2. WASTE OF TIME. Have you ever finished a book and thought, "Well, that's eight hours of my life I'll never get back"? The bad book you have just finished has committed the "Waste of Time" sin. This is probably one of the worst things any reader can say about a book. It means that the reader perceives zero redeeming value in the pages - not an interesting character, not a clever plot twist, not a lovely turn of phrase. I have had this experience only rarely, but that's because I am willing to abandon a book at the point I become convinced that it will be committing this sin. But I do have a few that I could name...
3. PADDING. This seems to be a particular problem with popular nonfiction these days. Take a somewhat interesting concept or list, spell it all out in Chapter 1, and then repeat everything ad neauseam in subsequent chapters before doing a summary chapters that repeats all of it again. That said, I think there's a difference between playing with type size and margins to create a book that makes the consumer feel as if s/he 's getting his/her money's worth and endlessly repeating thin content to make it seem more scholarly, serous, or detailed than it really is.
4. PRETENSION. I love an ambitious book, but I hate a pretentious one. We all know of writers who love the sounds of their own voices (words on the page). Often this comes through in highfalutin, overblown vocabulary or tortured, extended metaphors and excruciating levels of descriptive detail. Example: Not too long ago I read a nonfiction book that had fascinating content but was horribly marred by the author's love of complicated, pedantic, polysyllabic words. In her desire to attract the attention of The New York Times, she took a book that could have been a best-seller and turned it into a pretentious slog.
5. TOO LONG. Oh, how this Deadly Sin rankles me. How often have you read books that are 100 or 200 pages too long? You don't have to be an editor or writer to know when a book is too long. You just have to be a reader who starts flipping pages to see how long the chapter is, or who marvels at how slowly the book is moving along, or who notices that you've just read 50 pages where nothing much happens. What frustrates me so much about the Too Long deadly sin is that it's committed by people who should know better. Writers should self-edit. Agents should force reductions. Editors should say, "Good, but cut it by 100 pages and send it back to me."
6. PHONING IT IN. We all know of writers whose every work rockets to the top of the best-seller simply by virtue of their name associated with it. Sometimes the books are good; sometimes they're not. The phoned-in installments rehash the same old characters and plots time and time again, relying on characters making the same mistakes that they've made a million times in the past. Again, you don't have to be an industry professional to recognize these phoned-in books. As you read, you think, "Is this the best he can do? Wait, didn't she already do this in Book X? Hold on, didn't the character have a similar experience in Book Y?" You feel the author's boredom as you read, experiencing the Phoning It In deadly sin first-hand.

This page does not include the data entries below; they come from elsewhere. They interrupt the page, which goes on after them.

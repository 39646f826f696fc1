use std::fmt;
use std::str::FromStr;

use serde::{Deserialize, Serialize};

use crate::error::OverlayError;

/// Ordered RGB stops of a colormap.
///
/// With two or more stops, intensities in `[0, 1]` are split into
/// `len - 1` equal segments and interpolated linearly between neighbouring
/// stops. Each segment covers `[start, end)` except the last, which also
/// includes 1.0.
#[derive(Debug, Clone, Default, PartialEq, Eq, Hash, Serialize, Deserialize)]
#[serde(transparent)]
pub struct ColorRamp(Vec<[u8; 3]>);

impl ColorRamp {
    pub fn new(colors: Vec<[u8; 3]>) -> Self {
        Self(colors)
    }

    pub fn colors(&self) -> &[[u8; 3]] {
        &self.0
    }

    pub fn len(&self) -> usize {
        self.0.len()
    }

    pub fn is_empty(&self) -> bool {
        self.0.is_empty()
    }

    /// Colour for a normalized intensity `t`.
    ///
    /// `t` is clamped to `[0, 1]`; NaN maps like 0. Returns `None` for an
    /// empty ramp.
    pub fn color_at(&self, t: f64) -> Option<[u8; 3]> {
        match self.0.as_slice() {
            [] => None,
            [only] => Some(*only),
            stops => {
                let t = if t.is_nan() { 0.0 } else { t.clamp(0.0, 1.0) };
                let segments = stops.len() - 1;
                let width = 1.0 / segments as f64;

                let segment = segment_index(t, segments, width);
                let start = segment as f64 * width;
                let weight = (t - start) / width;

                Some(lerp(stops[segment], stops[segment + 1], weight))
            }
        }
    }
}

/// Segment containing `t`, honouring the boundaries `i * width` exactly.
fn segment_index(t: f64, segments: usize, width: f64) -> usize {
    let mut index = ((t * segments as f64).floor() as usize).min(segments - 1);

    // `t * segments` and `i * width` can round differently near a boundary
    if index + 1 < segments && t >= (index + 1) as f64 * width {
        index += 1;
    } else if index > 0 && t < index as f64 * width {
        index -= 1;
    }
    index
}

fn lerp(start: [u8; 3], end: [u8; 3], weight: f64) -> [u8; 3] {
    let mut out = [0u8; 3];
    for c in 0..3 {
        let value = start[c] as f64 * (1.0 - weight) + end[c] as f64 * weight;
        out[c] = value.round().clamp(0.0, 255.0) as u8;
    }
    out
}

impl From<Vec<[u8; 3]>> for ColorRamp {
    fn from(colors: Vec<[u8; 3]>) -> Self {
        Self(colors)
    }
}

impl fmt::Display for ColorRamp {
    /// Formats in the viewer's query form, `[(r, g, b), ...]`.
    fn fmt(&self, f: &mut fmt::Formatter<'_>) -> fmt::Result {
        f.write_str("[")?;
        for (i, [r, g, b]) in self.0.iter().enumerate() {
            if i > 0 {
                f.write_str(", ")?;
            }
            write!(f, "({}, {}, {})", r, g, b)?;
        }
        f.write_str("]")
    }
}

impl FromStr for ColorRamp {
    type Err = OverlayError;

    /// Parse `[(r, g, b), ...]` or the JSON form `[[r, g, b], ...]`.
    ///
    /// Trailing commas are accepted, and components may be fractional as
    /// long as they round into `0..=255`.
    fn from_str(s: &str) -> Result<Self, Self::Err> {
        let json = strip_trailing_commas(&s.trim().replace('(', "[").replace(')', "]"));
        let stops = serde_json::from_str::<Vec<[f64; 3]>>(&json)
            .map_err(|e| OverlayError::InvalidRamp(format!("{}: {}", s, e)))?;

        stops
            .into_iter()
            .map(|stop| {
                let mut color = [0u8; 3];
                for (out, component) in color.iter_mut().zip(stop) {
                    let rounded = component.round();
                    if !(0.0..=255.0).contains(&rounded) {
                        return Err(OverlayError::InvalidRamp(format!(
                            "{}: component {} out of range",
                            s, component
                        )));
                    }
                    *out = rounded as u8;
                }
                Ok(color)
            })
            .collect::<Result<Vec<_>, _>>()
            .map(ColorRamp)
    }
}

/// Drop commas that directly precede a closing bracket.
fn strip_trailing_commas(json: &str) -> String {
    let mut out = String::with_capacity(json.len());
    for ch in json.chars() {
        if ch == ']' {
            let kept = out.trim_end().len();
            if out[..kept].ends_with(',') {
                let before = out[..kept - 1].trim_end();
                if !before.ends_with('[') && !before.ends_with(',') {
                    out.truncate(kept - 1);
                }
            }
        }
        out.push(ch);
    }
    out
}
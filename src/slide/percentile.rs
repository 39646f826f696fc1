//! Percentile normalization ceiling.
//!
//! Colormap overlays normalize intensities against a high percentile of the
//! slide's non-zero samples rather than the maximum, so a few saturated
//! pixels do not wash out the ramp.

use image::DynamicImage;

/// Percentile used for the per-slide normalization ceiling.
pub const CEILING_PERCENTILE: f64 = 99.9;

/// Percentile of the non-zero samples of `image`, across all channels.
///
/// Uses linear interpolation between the two closest ranks. Returns 0.0
/// when the image has no non-zero samples.
pub fn percentile_nonzero(image: &DynamicImage, percentile: f64) -> f64 {
    let samples = nonzero_samples(image);
    percentile_of(samples, percentile)
}

fn nonzero_samples(image: &DynamicImage) -> Vec<f64> {
    fn collect<T: Copy + Into<f64>>(raw: &[T]) -> Vec<f64> {
        raw.iter()
            .map(|&v| v.into())
            .filter(|&v: &f64| v > 0.0)
            .collect()
    }

    match image {
        DynamicImage::ImageLuma8(img) => collect(img.as_raw()),
        DynamicImage::ImageLumaA8(img) => collect(img.as_raw()),
        DynamicImage::ImageRgb8(img) => collect(img.as_raw()),
        DynamicImage::ImageRgba8(img) => collect(img.as_raw()),
        DynamicImage::ImageLuma16(img) => collect(img.as_raw()),
        DynamicImage::ImageLumaA16(img) => collect(img.as_raw()),
        DynamicImage::ImageRgb16(img) => collect(img.as_raw()),
        DynamicImage::ImageRgba16(img) => collect(img.as_raw()),
        DynamicImage::ImageRgb32F(img) => collect(img.as_raw()),
        DynamicImage::ImageRgba32F(img) => collect(img.as_raw()),
        other => collect(other.to_rgba32f().as_raw()),
    }
}

fn percentile_of(mut samples: Vec<f64>, percentile: f64) -> f64 {
    if samples.is_empty() {
        return 0.0;
    }

    samples.sort_unstable_by(f64::total_cmp);

    let rank = (percentile.clamp(0.0, 100.0) / 100.0) * (samples.len() - 1) as f64;
    let lower = rank.floor() as usize;
    let upper = rank.ceil() as usize;
    let fraction = rank - lower as f64;

    samples[lower] + (samples[upper] - samples[lower]) * fraction
}
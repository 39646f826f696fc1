use bytes::Bytes;
use image::DynamicImage;

/// Decoded tile pixels plus side-channel metadata carried to the encoder.
#[derive(Debug, Clone)]
pub struct Tile {
    pub image: DynamicImage,

    /// ICC profile to embed when the tile is encoded
    pub icc_profile: Option<Bytes>,
}

impl Tile {
    /// Wrap decoded pixels with no attached profile.
    pub fn new(image: DynamicImage) -> Self {
        Self {
            image,
            icc_profile: None,
        }
    }

    /// Attach an ICC profile.
    pub fn with_icc_profile(mut self, profile: Bytes) -> Self {
        self.icc_profile = Some(profile);
        self
    }

    pub fn width(&self) -> u32 {
        self.image.width()
    }

    pub fn height(&self) -> u32 {
        self.image.height()
    }
}

impl From<DynamicImage> for Tile {
    fn from(image: DynamicImage) -> Self {
        Self::new(image)
    }
}
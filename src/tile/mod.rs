//! Tile service layer.
//!
//! This module turns cached slides into encoded Deep Zoom tiles and
//! descriptors for the viewer.
//!
//! # Architecture
//!
//! ```text
//! ┌─────────────────────────────────────────┐
//! │        HTTP Handlers (external)         │
//! └────────────────────┬────────────────────┘
//!                      │
//!                      ▼
//! ┌─────────────────────────────────────────┐
//! │              Tile Service               │
//! │  ┌──────────────┐  ┌─────────────────┐  │
//! │  │  Colormap    │  │  TileEncoder    │  │
//! │  │  Registry    │  │  (JPEG / PNG)   │  │
//! │  └──────────────┘  └─────────────────┘  │
//! └────────────────────┬────────────────────┘
//!                      │
//!                      ▼
//! ┌─────────────────────────────────────────┐
//! │              SlideCache                 │
//! └─────────────────────────────────────────┘
//! ```
//!
//! # Components
//!
//! - [`TileService`]: Main entry point, orchestrates the full pipeline
//! - [`Tile`]: Decoded pixels plus the ICC profile to embed
//! - [`TileEncoder`]: Serializes tiles, embedding their profile
//! - [`generate_dzi_xml`]: Deep Zoom descriptor
//! - [`TileRequest`] / [`TileResponse`]: Request parameters and encoded result

mod buffer;
mod dzi;
mod encoder;
mod service;

pub use buffer::Tile;
pub use dzi::{dzi_level_count, dzi_level_dimensions, generate_dzi_xml, tile_grid};
pub use encoder::{
    clamp_quality, is_valid_quality, TileEncoder, TileFormat, DEFAULT_JPEG_QUALITY,
    MAX_JPEG_QUALITY, MIN_JPEG_QUALITY,
};
pub use service::{SlideInfo, TileRequest, TileResponse, TileService};
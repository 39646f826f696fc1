//! Spatially indexed annotation rows using an R-tree.

use std::collections::BTreeMap;

use rstar::{RTree, RTreeObject, AABB};

use super::extract::CropRegion;
use super::geometry::{Bounds, Coord, Geometry};

/// One row of an annotation table: a geometry plus tabular attributes.
#[derive(Debug, Clone, PartialEq)]
pub struct AnnotationRow {
    /// Stable identity from the source, when its schema has one
    pub contour_id: Option<i64>,

    pub geometry: Geometry,

    /// Remaining columns, stringified
    pub columns: BTreeMap<String, String>,
}

impl AnnotationRow {
    pub fn new(geometry: impl Into<Geometry>) -> Self {
        Self {
            contour_id: None,
            geometry: geometry.into(),
            columns: BTreeMap::new(),
        }
    }

    pub fn with_contour_id(mut self, contour_id: i64) -> Self {
        self.contour_id = Some(contour_id);
        self
    }

    pub fn with_column(mut self, name: impl Into<String>, value: impl Into<String>) -> Self {
        self.columns.insert(name.into(), value.into());
        self
    }

    pub fn column(&self, name: &str) -> Option<&str> {
        self.columns.get(name).map(String::as_str)
    }
}

/// Entry in the spatial index: a row's bounding box and position
#[derive(Debug, Clone)]
struct RowEntry {
    index: usize,
    envelope: AABB<[f64; 2]>,
}

impl RTreeObject for RowEntry {
    type Envelope = AABB<[f64; 2]>;

    fn envelope(&self) -> Self::Envelope {
        self.envelope
    }
}

/// Annotation rows with a bounding-box index for crop queries.
///
/// Rows with empty geometry are kept (they still occupy a position) but are
/// never returned by a crop query.
pub struct AnnotationTable {
    rows: Vec<AnnotationRow>,
    tree: RTree<RowEntry>,
}

impl AnnotationTable {
    /// Build a table, bulk-loading the spatial index.
    pub fn new(rows: Vec<AnnotationRow>) -> Self {
        let entries = rows
            .iter()
            .enumerate()
            .filter_map(|(index, row)| {
                let bounds = row.geometry.bounds()?;
                Some(RowEntry {
                    index,
                    envelope: AABB::from_corners(
                        [bounds.min.x, bounds.min.y],
                        [bounds.max.x, bounds.max.y],
                    ),
                })
            })
            .collect();

        Self {
            rows,
            tree: RTree::bulk_load(entries),
        }
    }

    pub fn rows(&self) -> &[AnnotationRow] {
        &self.rows
    }

    pub fn len(&self) -> usize {
        self.rows.len()
    }

    pub fn is_empty(&self) -> bool {
        self.rows.is_empty()
    }

    /// Contour id of the row at `index`: its own, or its position.
    pub fn contour_id(&self, index: usize) -> Option<i64> {
        let row = self.rows.get(index)?;
        Some(row.contour_id.unwrap_or(index as i64))
    }

    /// Rows whose geometry intersects `region`, in table order.
    ///
    /// The R-tree narrows candidates by bounding box; each candidate is then
    /// tested exactly, so a row whose box overlaps the region while its
    /// polygons do not is left out. A multipolygon row matches when any of
    /// its parts does.
    pub fn intersecting(&self, region: &CropRegion) -> Vec<(usize, &AnnotationRow)> {
        if region.is_empty() {
            return Vec::new();
        }

        let rect = Bounds::new(
            Coord::new(region.x_beg, region.y_beg),
            Coord::new(region.x_end, region.y_end),
        );
        let envelope = AABB::from_corners([rect.min.x, rect.min.y], [rect.max.x, rect.max.y]);
        let mut indices: Vec<usize> = self
            .tree
            .locate_in_envelope_intersecting(&envelope)
            .map(|entry| entry.index)
            .filter(|&index| self.rows[index].geometry.intersects(&rect))
            .collect();
        indices.sort_unstable();

        indices
            .into_iter()
            .map(|index| (index, &self.rows[index]))
            .collect()
    }
}

impl FromIterator<AnnotationRow> for AnnotationTable {
    fn from_iter<I: IntoIterator<Item = AnnotationRow>>(iter: I) -> Self {
        Self::new(iter.into_iter().collect())
    }
}

impl std::fmt::Debug for AnnotationTable {
    fn fmt(&self, f: &mut std::fmt::Formatter<'_>) -> std::fmt::Result {
        f.debug_struct("AnnotationTable")
            .field("rows", &self.rows.len())
            .field("indexed", &self.tree.size())
            .finish()
    }
}
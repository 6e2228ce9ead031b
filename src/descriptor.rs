// SPDX-License-Identifier: GPL-3.0-only

//! Static camera description
//!
//! Everything the controller needs to know about a device before opening
//! it: sensor geometry, control ranges, and supported features. Adapters
//! fill this in from their platform's characteristics query.

use serde::{Deserialize, Serialize};

/// Optical image stabilization modes a device may advertise
#[derive(Debug, Clone, Copy, PartialEq, Eq, Serialize, Deserialize)]
pub enum OisMode {
    Off,
    On,
}

/// Static description of a camera device
#[derive(Debug, Clone, PartialEq, Serialize, Deserialize)]
pub struct CameraDescriptor {
    /// Adapter-scoped device id
    pub id: String,
    /// Sensor active array as (left, top, width, height) in sensor pixels
    pub sensor_active_array: [i32; 4],
    /// Exposure compensation range in device steps, min..=max
    pub exposure_compensation_range: [i32; 2],
    /// Supported ISO range, min..=max
    pub iso_range: [i32; 2],
    /// Supported exposure time range in nanoseconds, min..=max
    pub exposure_time_range: [i64; 2],
    /// Maximum number of autofocus metering regions (0 = unsupported)
    pub max_af_regions: i32,
    /// Maximum number of auto-exposure metering regions (0 = unsupported)
    pub max_ae_regions: i32,
    /// Advertised OIS modes
    pub ois_modes: Vec<OisMode>,
}

impl CameraDescriptor {
    /// Whether the device can stabilize the lens during capture
    pub fn supports_ois(&self) -> bool {
        self.ois_modes.contains(&OisMode::On)
    }
}

impl Default for CameraDescriptor {
    fn default() -> Self {
        Self {
            id: "0".to_string(),
            sensor_active_array: [0, 0, 4000, 3000],
            exposure_compensation_range: [-24, 24],
            iso_range: [50, 6400],
            exposure_time_range: [100_000, 500_000_000],
            max_af_regions: 1,
            max_ae_regions: 1,
            ois_modes: vec![OisMode::Off, OisMode::On],
        }
    }
}

#[cfg(test)]
mod tests {
    use super::*;

    #[test]
    fn test_default_supports_ois() {
        assert!(CameraDescriptor::default().supports_ois());
    }

    #[test]
    fn test_no_ois_modes() {
        let descriptor = CameraDescriptor {
            ois_modes: vec![OisMode::Off],
            ..Default::default()
        };
        assert!(!descriptor.supports_ois());
    }
}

7. UNEDITED. This is another publishing-industry Deadly Sin that we should be ashamed of. I just finished a book published by a much-heralded new imprint of Penguin. The thing was full of typos and grammatical errors - I found at least 25 of these. For shame. Listen, nobody's perfect, and I think readers can forgive a typo every now and again. Even the best editors and proofreaders are going to miss something. But this level of unprofessional editing and publishing? I'm sorry - this is a Deadly Sin I cannot forgive.